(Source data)
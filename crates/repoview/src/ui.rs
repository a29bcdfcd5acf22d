use ratatui::{
    Frame,
    layout::{Constraint, Layout, Rect},
    style::{Color, Modifier, Style},
    text::{Line, Span},
    widgets::{Block, Borders, Paragraph},
};
use unicode_width::UnicodeWidthStr;

use repoview_core::{keybinds::InputMode, tree::FlatRow, ui as core_ui};
use repoview_github::preview::{PreviewContent, PreviewData, format_size};

use crate::app::{App, PreviewState};

/// Fixed sidebar width in characters.
pub const SIDEBAR_WIDTH: u16 = 40;

const GUIDE_STYLE: Style = Style::new().fg(Color::DarkGray);
const SELECTED_BG: Color = Color::Gray;
const ERROR_STYLE: Style = Style::new().fg(Color::Red);

/// Render the entire application.
pub fn render(frame: &mut Frame, app: &mut App) {
    let area = frame.area();
    let (content_area, status_area) = core_ui::standard_layout(area);

    let sidebar_width = SIDEBAR_WIDTH.min(content_area.width.saturating_sub(10));
    let sidebar_area = Rect {
        width: sidebar_width,
        ..content_area
    };
    let preview_area = Rect {
        x: content_area.x + sidebar_width,
        width: content_area.width.saturating_sub(sidebar_width),
        ..content_area
    };

    render_sidebar(frame, sidebar_area, app);
    render_preview(frame, preview_area, app);

    let info = match app.mode {
        InputMode::Search => "Esc: clear  Enter: keep filter",
        InputMode::Normal => "Enter: open  /: search  ?: help  q: quit",
    };
    core_ui::render_status_bar(frame, status_area, app.mode, &app.locator.label(), info);

    // Overlay, rendered last
    app.help.render(frame, area);
}

// ── Sidebar ──────────────────────────────────────────────────────────

fn render_sidebar(frame: &mut Frame, area: Rect, app: &mut App) {
    let block = Block::default()
        .borders(Borders::ALL)
        .border_style(Style::default().fg(Color::Blue))
        .title(" Repository ");

    let inner = block.inner(area);
    frame.render_widget(block, area);

    if inner.height < 2 || inner.width == 0 {
        return;
    }

    let [search_area, tree_area, stats_area] = Layout::vertical([
        Constraint::Length(1),
        Constraint::Min(1),
        Constraint::Length(1),
    ])
    .areas(inner);

    app.tree_viewport_lines = tree_area.height as usize;

    render_search_line(frame, search_area, app);
    render_tree(frame, tree_area, app);
    render_stats_line(frame, stats_area, app);
}

fn render_search_line(frame: &mut Frame, area: Rect, app: &App) {
    let prompt_style = if app.mode == InputMode::Search {
        Style::default()
            .fg(Color::Yellow)
            .add_modifier(Modifier::BOLD)
    } else {
        Style::default().fg(Color::DarkGray)
    };

    let query_span = if app.search_query.is_empty() && app.mode != InputMode::Search {
        Span::styled("search...", Style::default().fg(Color::DarkGray))
    } else {
        Span::raw(app.search_query.clone())
    };

    let line = Line::from(vec![Span::styled("/ ", prompt_style), query_span]);
    frame.render_widget(Paragraph::new(line), area);

    if app.mode == InputMode::Search {
        let cursor_x = area.x + 2 + cursor_column(&app.search_query, app.search_cursor);
        if cursor_x < area.x + area.width {
            frame.set_cursor_position((cursor_x, area.y));
        }
    }
}

/// Terminal column of the cursor within the query. `byte_cursor` is a byte
/// offset on a char boundary; the column is the display width of everything
/// before it, which differs from the byte count for multibyte input.
fn cursor_column(query: &str, byte_cursor: usize) -> u16 {
    query[..byte_cursor.min(query.len())].width() as u16
}

fn render_tree(frame: &mut Frame, area: Rect, app: &App) {
    let Some(tree) = &app.tree else {
        // No tree yet: either still loading or the listing fetch failed.
        if let Some(error) = &app.listing_error {
            let lines = vec![
                Line::from(""),
                Line::from(Span::styled(
                    "Error loading repository contents:",
                    ERROR_STYLE.add_modifier(Modifier::BOLD),
                )),
                Line::from(Span::styled(error.clone(), ERROR_STYLE)),
            ];
            frame.render_widget(Paragraph::new(lines), area);
        } else {
            let text = format!("{} Loading repository contents...", app.spinner_char());
            let widget = Paragraph::new(text).style(Style::default().fg(Color::DarkGray));
            frame.render_widget(widget, area);
        }
        return;
    };

    if tree.flat_view.is_empty() {
        let message = if tree.filter_active() {
            "  No matches."
        } else {
            "  Empty repository."
        };
        let widget = Paragraph::new(message).style(Style::default().fg(Color::DarkGray));
        frame.render_widget(widget, area);
        return;
    }

    let visible_lines = area.height as usize;
    let scroll_offset = if tree.selected >= visible_lines {
        tree.selected - visible_lines + 1
    } else {
        0
    };

    let mut lines: Vec<Line> = Vec::new();
    for (idx, row) in tree
        .flat_view
        .iter()
        .enumerate()
        .skip(scroll_offset)
        .take(visible_lines)
    {
        lines.push(render_tree_row(row, idx == tree.selected, area.width));
    }

    frame.render_widget(Paragraph::new(lines), area);
}

fn render_tree_row(row: &FlatRow, is_selected: bool, area_width: u16) -> Line<'static> {
    let base_style = if is_selected {
        Style::default()
            .bg(SELECTED_BG)
            .fg(Color::Black)
            .add_modifier(Modifier::BOLD)
    } else if row.is_match {
        Style::default()
            .fg(Color::Yellow)
            .add_modifier(Modifier::BOLD)
    } else if row.is_folder {
        Style::default().fg(Color::Blue)
    } else {
        Style::default().fg(Color::White)
    };

    let mut spans: Vec<Span<'static>> = Vec::new();

    for d in 0..row.depth {
        let has_guide = row.guide_depths.get(d).copied().unwrap_or(false);
        if has_guide {
            let guide_style = if is_selected {
                GUIDE_STYLE.bg(SELECTED_BG)
            } else {
                GUIDE_STYLE
            };
            spans.push(Span::styled("\u{2502} ", guide_style));
        } else {
            spans.push(Span::styled("  ", base_style));
        }
    }

    let icon: &str = if row.is_folder {
        if row.is_expanded {
            "\u{25BC} "
        } else {
            "\u{25B6} "
        }
    } else {
        "\u{25CF} "
    };
    spans.push(Span::styled(icon.to_string(), base_style));

    let name = if row.is_folder {
        format!("{}/", row.name)
    } else {
        row.name.clone()
    };
    spans.push(Span::styled(name, base_style));

    if let Some(breadcrumb) = &row.breadcrumb {
        let crumb_style = if is_selected {
            Style::default()
                .bg(SELECTED_BG)
                .fg(Color::Black)
                .add_modifier(Modifier::DIM)
        } else {
            Style::default()
                .fg(Color::DarkGray)
                .add_modifier(Modifier::DIM)
        };
        spans.push(Span::styled(format!(" {breadcrumb}"), crumb_style));
    }

    if is_selected {
        let content_width: usize = spans.iter().map(|s| s.content.width()).sum();
        let remaining = (area_width as usize).saturating_sub(content_width);
        if remaining > 0 {
            spans.push(Span::styled(
                " ".repeat(remaining),
                Style::default().bg(SELECTED_BG),
            ));
        }
    }

    Line::from(spans)
}

fn render_stats_line(frame: &mut Frame, area: Rect, app: &App) {
    let text = if app.tree.is_some() {
        format!(
            "Total: {} folders, {} files",
            app.stats.folders, app.stats.files
        )
    } else {
        "Total: -".to_string()
    };
    let widget = Paragraph::new(text).style(Style::default().fg(Color::DarkGray));
    frame.render_widget(widget, area);
}

// ── Preview panel ────────────────────────────────────────────────────

fn render_preview(frame: &mut Frame, area: Rect, app: &App) {
    let title = match &app.preview {
        PreviewState::Closed => "Preview",
        PreviewState::Loading { name, .. } => name,
        PreviewState::Ready(data) => &data.name,
        PreviewState::Failed { name, .. } => name,
    };

    let block = core_ui::panel_block(title);

    let inner = block.inner(area);
    frame.render_widget(block, area);

    if inner.height == 0 || inner.width == 0 {
        return;
    }

    match &app.preview {
        PreviewState::Closed => {
            let hint = Paragraph::new("Select a file to preview (Enter on a file in the tree)")
                .style(Style::default().fg(Color::DarkGray))
                .alignment(ratatui::layout::Alignment::Center);
            let centered = Rect {
                y: inner.y + inner.height / 2,
                height: 1,
                ..inner
            };
            frame.render_widget(hint, centered);
        }
        PreviewState::Loading { path, .. } => {
            let lines = vec![
                Line::from(Span::styled(
                    path.clone(),
                    Style::default().fg(Color::Cyan),
                )),
                Line::from(""),
                Line::from(Span::styled(
                    format!("{} Loading...", app.spinner_char()),
                    Style::default().fg(Color::Yellow),
                )),
            ];
            frame.render_widget(Paragraph::new(lines), inner);
        }
        PreviewState::Failed { message, .. } => {
            let lines = vec![
                Line::from(Span::styled(
                    "Error loading file",
                    ERROR_STYLE.add_modifier(Modifier::BOLD),
                )),
                Line::from(""),
                Line::from(Span::styled(message.clone(), ERROR_STYLE)),
            ];
            frame.render_widget(Paragraph::new(lines), inner);
        }
        PreviewState::Ready(data) => {
            render_preview_data(frame, inner, data, app.preview_scroll);
        }
    }
}

fn render_preview_data(frame: &mut Frame, area: Rect, data: &PreviewData, scroll: usize) {
    let details = detail_lines(data);
    let header_height = (details.len() as u16).min(area.height);
    let [header_area, content_area] =
        Layout::vertical([Constraint::Length(header_height), Constraint::Min(0)]).areas(area);

    frame.render_widget(Paragraph::new(details), header_area);

    if content_area.height == 0 {
        return;
    }

    match &data.content {
        PreviewContent::Text { text, .. } => {
            let lines: Vec<Line> = text
                .lines()
                .skip(scroll)
                .take(content_area.height as usize)
                .map(|l| Line::from(Span::styled(l.to_string(), Style::default().fg(Color::White))))
                .collect();
            frame.render_widget(Paragraph::new(lines), content_area);
        }
        PreviewContent::Image {
            width,
            height,
            zoom,
        } => {
            let mut lines = vec![Line::from(Span::styled(
                format!("[image: {} \u{00D7} {} px]", width, height),
                Style::default().fg(Color::Magenta),
            ))];
            if let Some(zoom) = zoom {
                lines.push(Line::from(Span::styled(
                    format!("Zoomed to {}% (Original: {} \u{00D7} {} px)", zoom, width, height),
                    Style::default().fg(Color::DarkGray),
                )));
            }
            frame.render_widget(Paragraph::new(lines), content_area);
        }
    }
}

/// The metadata header: path, raw URL, and the file details grid.
fn detail_lines(data: &PreviewData) -> Vec<Line<'static>> {
    let label_style = Style::default().fg(Color::Cyan).add_modifier(Modifier::BOLD);
    let value_style = Style::default().fg(Color::White);

    let mut lines = vec![
        Line::from(Span::styled(
            data.path.clone(),
            Style::default().fg(Color::Cyan),
        )),
        Line::from(Span::styled(
            data.raw_url.clone(),
            Style::default()
                .fg(Color::DarkGray)
                .add_modifier(Modifier::UNDERLINED),
        )),
        Line::from(""),
        Line::from(vec![
            Span::styled("Type:          ", label_style),
            Span::styled(data.content.type_label(), value_style),
        ]),
    ];

    if let Some(size) = data.size_bytes {
        lines.push(Line::from(vec![
            Span::styled("Size:          ", label_style),
            Span::styled(format_size(size), value_style),
        ]));
    }

    match &data.content {
        PreviewContent::Text { lines: count, .. } => {
            lines.push(Line::from(vec![
                Span::styled("Lines:         ", label_style),
                Span::styled(count.to_string(), value_style),
            ]));
        }
        PreviewContent::Image { width, height, .. } => {
            lines.push(Line::from(vec![
                Span::styled("Dimensions:    ", label_style),
                Span::styled(format!("{} \u{00D7} {} px", width, height), value_style),
            ]));
        }
    }

    if let Some(modified) = &data.last_modified {
        lines.push(Line::from(vec![
            Span::styled("Last Modified: ", label_style),
            Span::styled(modified.clone(), value_style),
        ]));
    }

    lines.push(Line::from(""));
    lines
}
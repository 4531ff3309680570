use registry_common::ttl;
use soroban_sdk::{contracttype, symbol_short, Address, BytesN, Env, Symbol};

use crate::errors::ContractError;

// ── Instance keys ────────────────────────────────────────────────────────────

const OWNER: Symbol = symbol_short!("OWNER");
const INITIALIZED: Symbol = symbol_short!("INIT");
const RX_COUNTER: Symbol = symbol_short!("RX_CTR");

/// The two kinds of party the owner can admit.
#[contracttype]
#[derive(Clone, Copy, Debug, Eq, PartialEq)]
pub enum Role {
    Doctor,
    Patient,
}

#[contracttype]
#[derive(Clone, Debug, Eq, PartialEq)]
pub enum DataKey {
    /// Number of parties ever registered under a role.
    PartyCount(Role),
    Registered(Role, Address),
    /// Ordered nonces authored by a doctor or addressed to a patient.
    Records(Role, Address),
    Prescription(u64),
    HashIndex(BytesN<32>),
}

pub fn is_initialized(env: &Env) -> bool {
    env.storage().instance().has(&INITIALIZED)
}

pub fn require_initialized(env: &Env) -> Result<(), ContractError> {
    if !is_initialized(env) {
        return Err(ContractError::NotInitialized);
    }
    Ok(())
}

pub fn set_owner(env: &Env, owner: &Address) {
    env.storage().instance().set(&OWNER, owner);
    env.storage().instance().set(&INITIALIZED, &true);
    ttl::bump_instance(env);
}

pub fn get_owner(env: &Env) -> Result<Address, ContractError> {
    env.storage()
        .instance()
        .get(&OWNER)
        .ok_or(ContractError::NotInitialized)
}

/// Fails with `Unauthorized` unless `caller` is the stored owner.
pub fn require_owner(env: &Env, caller: &Address) -> Result<(), ContractError> {
    if get_owner(env)? != *caller {
        return Err(ContractError::Unauthorized);
    }
    Ok(())
}

/// Last issued nonce; `0` until the first prescription lands.
pub fn last_nonce(env: &Env) -> u64 {
    env.storage().instance().get(&RX_COUNTER).unwrap_or(0)
}

#[allow(clippy::arithmetic_side_effects)]
pub fn next_nonce(env: &Env) -> u64 {
    let nonce = last_nonce(env) + 1;
    env.storage().instance().set(&RX_COUNTER, &nonce);
    ttl::bump_instance(env);
    nonce
}
#![no_main]

use arbitrary::Arbitrary;
use libfuzzer_sys::fuzz_target;
use prescription_verification::{
    PrescriptionStatus, PrescriptionVerificationContract, PrescriptionVerificationContractClient,
};
use soroban_sdk::{
    testutils::{Address as _, Ledger as _},
    Address, BytesN, Env,
};

/// Actions covering every mutating registry entry point.
///
/// Parties are picked by index into a small pool (slot 0 is the owner) and
/// hashes come from a one-byte seed, so re-registrations, duplicate hashes
/// and cross-party approvals show up often.
#[derive(Arbitrary, Debug)]
pub enum FuzzAction {
    AddDoctor { caller: u8, party: u8 },
    AddPatient { caller: u8, party: u8 },
    AddPrescription { caller: u8, patient: u8, seed: u8 },
    Approve { caller: u8, patient: u8, nonce: u8 },
    Pause { caller: u8 },
    Unpause { caller: u8 },
    AdvanceTime { delta: u16 },
}

fuzz_target!(|actions: Vec<FuzzAction>| {
    let env = Env::default();
    env.mock_all_auths();

    let owner = Address::generate(&env);
    let contract_id = env.register(PrescriptionVerificationContract, ());
    let client = PrescriptionVerificationContractClient::new(&env, &contract_id);

    if client.try_initialize(&owner).is_err() {
        return;
    }

    let mut parties = vec![owner.clone()];
    for _ in 0..5 {
        parties.push(Address::generate(&env));
    }
    let pick = |i: u8| &parties[i as usize % parties.len()];
    let hash = |seed: u8| BytesN::from_array(&env, &[seed % 16; 32]);

    for action in actions.into_iter().take(64) {
        let before = client.get_prescription_count();

        match action {
            FuzzAction::AddDoctor { caller, party } => {
                let _ = client.try_add_doctor(pick(caller), pick(party));
            }
            FuzzAction::AddPatient { caller, party } => {
                let _ = client.try_add_patient(pick(caller), pick(party));
            }
            FuzzAction::AddPrescription {
                caller,
                patient,
                seed,
            } => {
                let _ = client.try_add_prescription(pick(caller), pick(patient), &hash(seed));
            }
            FuzzAction::Approve {
                caller,
                patient,
                nonce,
            } => {
                let _ = client.try_approve_prescription(pick(caller), pick(patient), &(nonce as u64));
            }
            FuzzAction::Pause { caller } => {
                let _ = client.try_pause(pick(caller));
            }
            FuzzAction::Unpause { caller } => {
                let _ = client.try_unpause(pick(caller));
            }
            FuzzAction::AdvanceTime { delta } => {
                let ts = env.ledger().timestamp().saturating_add(delta as u64);
                env.ledger().set_timestamp(ts);
            }
        }

        // ── Post-action invariant checks ──
        let count = client.get_prescription_count();
        assert!(
            count == before || count == before + 1,
            "INVARIANT VIOLATION: prescription count jumped from {} to {}",
            before,
            count
        );

        for nonce in 1..=count {
            let rx = client.get_prescription_details(&nonce);
            assert_eq!(rx.nonce, nonce, "INVARIANT VIOLATION: nonce mismatch");
            assert_eq!(
                client.get_nonce_by_hash(&rx.content_hash),
                nonce,
                "INVARIANT VIOLATION: hash index points elsewhere"
            );
            if rx.status == PrescriptionStatus::Approved {
                assert!(
                    rx.approved_at >= rx.created_at,
                    "INVARIANT VIOLATION: approved before it was created"
                );
            }
        }

        let mut doctor_total = 0u64;
        let mut patient_total = 0u64;
        for who in &parties {
            let doctor_records = client.get_doctor_records(who);
            let patient_records = client.get_patient_records(who);
            for nonce in doctor_records.iter() {
                assert_eq!(&client.get_prescription_details(&nonce).doctor, who);
            }
            for nonce in patient_records.iter() {
                assert_eq!(&client.get_prescription_details(&nonce).patient, who);
            }
            doctor_total += doctor_records.len() as u64;
            patient_total += patient_records.len() as u64;
        }
        assert_eq!(doctor_total, count, "INVARIANT VIOLATION: doctor records lost");
        assert_eq!(patient_total, count, "INVARIANT VIOLATION: patient records lost");
    }
});
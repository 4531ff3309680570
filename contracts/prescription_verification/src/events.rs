//! Structured events emitted by the registry.
//!
//! Every successful mutation publishes one payload under a short topic so
//! that indexers can follow registrations and approvals without reading
//! contract storage.

#![allow(deprecated)] // events().publish migration tracked separately

use soroban_sdk::{contracttype, symbol_short, Address, BytesN, Env};

use crate::storage::Role;

// ── Event payloads ───────────────────────────────────────────────────────────

/// Event published when the contract is initialized.
#[contracttype]
#[derive(Clone, Debug, Eq, PartialEq)]
pub struct InitializedEvent {
    pub owner: Address,
    pub timestamp: u64,
}

/// Event published when the owner admits a doctor or a patient.
#[contracttype]
#[derive(Clone, Debug, Eq, PartialEq)]
pub struct PartyRegisteredEvent {
    pub party: Address,
    pub role: Role,
    /// Number of parties registered under `role`, this one included.
    pub total: u32,
    pub timestamp: u64,
}

/// Event published when a doctor submits a prescription hash.
#[contracttype]
#[derive(Clone, Debug, Eq, PartialEq)]
pub struct PrescriptionAddedEvent {
    pub nonce: u64,
    pub content_hash: BytesN<32>,
    pub doctor: Address,
    pub patient: Address,
    pub timestamp: u64,
}

/// Event published when a patient approves their prescription.
#[contracttype]
#[derive(Clone, Debug, Eq, PartialEq)]
pub struct PrescriptionApprovedEvent {
    pub nonce: u64,
    pub patient: Address,
    pub timestamp: u64,
}

// ── Publishers ───────────────────────────────────────────────────────────────

pub fn publish_initialized(env: &Env, owner: Address) {
    let topics = (symbol_short!("INIT"),);
    let data = InitializedEvent {
        owner,
        timestamp: env.ledger().timestamp(),
    };
    env.events().publish(topics, data);
}

/// Doctors go out under `DR_ADD`, patients under `PT_ADD`.
pub fn publish_party_registered(env: &Env, party: Address, role: Role, total: u32) {
    let topic = match role {
        Role::Doctor => symbol_short!("DR_ADD"),
        Role::Patient => symbol_short!("PT_ADD"),
    };
    let data = PartyRegisteredEvent {
        party: party.clone(),
        role,
        total,
        timestamp: env.ledger().timestamp(),
    };
    env.events().publish((topic, party), data);
}

pub fn publish_prescription_added(
    env: &Env,
    nonce: u64,
    content_hash: BytesN<32>,
    doctor: Address,
    patient: Address,
) {
    let topics = (symbol_short!("RX_ADD"), doctor.clone(), patient.clone());
    let data = PrescriptionAddedEvent {
        nonce,
        content_hash,
        doctor,
        patient,
        timestamp: env.ledger().timestamp(),
    };
    env.events().publish(topics, data);
}

pub fn publish_prescription_approved(env: &Env, nonce: u64, patient: Address) {
    let topics = (symbol_short!("RX_APPR"), patient.clone());
    let data = PrescriptionApprovedEvent {
        nonce,
        patient,
        timestamp: env.ledger().timestamp(),
    };
    env.events().publish(topics, data);
}
use registry_common::ttl;
use soroban_sdk::{Address, Env, Vec};

use crate::errors::ContractError;
use crate::registry;
use crate::storage::{DataKey, Role};

/// Full record list for a party, in submission order. Empty for unknown parties.
pub fn list(env: &Env, role: Role, who: &Address) -> Vec<u64> {
    let key = DataKey::Records(role, who.clone());
    match env.storage().persistent().get(&key) {
        Some(records) => {
            ttl::bump_persistent(env, &key);
            records
        }
        None => Vec::new(env),
    }
}

pub fn count(env: &Env, role: Role, who: &Address) -> u32 {
    list(env, role, who).len()
}

/// Nonce at `index` in a registered party's list.
pub fn at(env: &Env, role: Role, who: &Address, index: u32) -> Result<u64, ContractError> {
    registry::require_registered(env, role, who)?;
    list(env, role, who)
        .get(index)
        .ok_or(ContractError::OutOfRange)
}

pub fn append(env: &Env, role: Role, who: &Address, nonce: u64) {
    let key = DataKey::Records(role, who.clone());
    let mut records = list(env, role, who);
    records.push_back(nonce);
    env.storage().persistent().set(&key, &records);
    ttl::bump_persistent(env, &key);
}
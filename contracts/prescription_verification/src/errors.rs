use registry_common::CommonError;
use soroban_sdk::contracterror;

/// Contract errors
#[contracterror]
#[derive(Copy, Clone, Debug, Eq, PartialEq)]
#[repr(u32)]
pub enum ContractError {
    NotInitialized = 1,
    AlreadyInitialized = 2,
    /// Caller lacks the role or identity the operation requires.
    Unauthorized = 3,
    InvalidDoctor = 4,
    InvalidPatient = 5,
    /// Unknown nonce or content hash.
    NotFound = 6,
    /// Record index beyond the end of a party's record list.
    OutOfRange = 7,
    AlreadyRegistered = 8,
    DuplicateHash = 9,
    InvalidInput = 10,
    Paused = 11,
}

impl From<CommonError> for ContractError {
    fn from(err: CommonError) -> Self {
        match err {
            CommonError::NotInitialized => ContractError::NotInitialized,
            CommonError::AlreadyInitialized => ContractError::AlreadyInitialized,
            CommonError::Paused => ContractError::Paused,
        }
    }
}
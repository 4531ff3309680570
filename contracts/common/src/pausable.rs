#![allow(deprecated)] // events().publish migration tracked separately

use soroban_sdk::{contracttype, symbol_short, Address, Env, Symbol};

use crate::{ttl, CommonError};

const PAUSED: Symbol = symbol_short!("PAUSED");

/// Emitted whenever the pause flag flips.
#[contracttype]
#[derive(Clone, Debug, Eq, PartialEq)]
pub struct PauseChangedEvent {
    pub by: Address,
    pub paused: bool,
    pub timestamp: u64,
}

/// Returns `true` when the contract is paused.
pub fn is_paused(env: &Env) -> bool {
    env.storage().instance().get(&PAUSED).unwrap_or(false)
}

/// Guard for state-mutating entry points.
///
/// Read-only entry points should not call this; a paused registry must
/// remain queryable.
pub fn require_not_paused(env: &Env) -> Result<(), CommonError> {
    if is_paused(env) {
        return Err(CommonError::Paused);
    }
    Ok(())
}

/// Stores the pause flag on behalf of `by`.
///
/// Authorization is the caller's job: each contract decides who may pause.
/// A `PAUSED` / `UNPAUSED` event is published only on an actual transition,
/// so repeated calls are silent no-ops.
pub fn set_paused(env: &Env, by: &Address, paused: bool) {
    if is_paused(env) == paused {
        return;
    }

    env.storage().instance().set(&PAUSED, &paused);
    ttl::bump_instance(env);

    let topic = if paused {
        symbol_short!("PAUSED")
    } else {
        symbol_short!("UNPAUSED")
    };
    env.events().publish(
        (topic, by.clone()),
        PauseChangedEvent {
            by: by.clone(),
            paused,
            timestamp: env.ledger().timestamp(),
        },
    );
}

### WORK TO COMPLETE
Using the records above, count the lines that hold the string "approvals", and give back only the result.

### EXERCISE RESPONSE
2